→ Records contained in a dataset
-- Opening Marker --
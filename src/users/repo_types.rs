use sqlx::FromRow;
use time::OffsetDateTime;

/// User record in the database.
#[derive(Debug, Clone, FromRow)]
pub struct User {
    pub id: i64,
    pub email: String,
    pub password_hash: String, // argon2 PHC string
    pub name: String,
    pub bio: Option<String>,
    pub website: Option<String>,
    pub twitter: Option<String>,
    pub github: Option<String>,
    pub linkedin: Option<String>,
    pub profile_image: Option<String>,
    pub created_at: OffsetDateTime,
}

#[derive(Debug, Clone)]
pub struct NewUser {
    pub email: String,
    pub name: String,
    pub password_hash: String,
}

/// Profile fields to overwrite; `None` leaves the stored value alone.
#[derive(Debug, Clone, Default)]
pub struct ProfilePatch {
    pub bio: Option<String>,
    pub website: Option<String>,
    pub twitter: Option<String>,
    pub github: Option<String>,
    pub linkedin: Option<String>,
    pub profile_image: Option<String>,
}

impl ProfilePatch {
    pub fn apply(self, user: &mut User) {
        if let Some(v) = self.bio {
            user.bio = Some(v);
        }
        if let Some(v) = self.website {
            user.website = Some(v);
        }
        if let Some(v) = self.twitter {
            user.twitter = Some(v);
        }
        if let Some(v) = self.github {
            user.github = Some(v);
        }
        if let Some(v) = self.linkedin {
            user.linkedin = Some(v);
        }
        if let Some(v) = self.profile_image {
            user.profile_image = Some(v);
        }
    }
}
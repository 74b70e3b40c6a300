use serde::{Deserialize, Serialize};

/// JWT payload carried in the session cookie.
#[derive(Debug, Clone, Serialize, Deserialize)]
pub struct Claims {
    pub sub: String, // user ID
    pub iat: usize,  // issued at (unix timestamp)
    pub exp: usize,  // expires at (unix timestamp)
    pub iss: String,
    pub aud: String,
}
-- Closing Marker --
→ Task brief
Where a line above holds the string "website", copy that line.

→ Answer section
    pub website: Option<String>,
    pub website: Option<String>,
        if let Some(v) = self.website {
            user.website = Some(v);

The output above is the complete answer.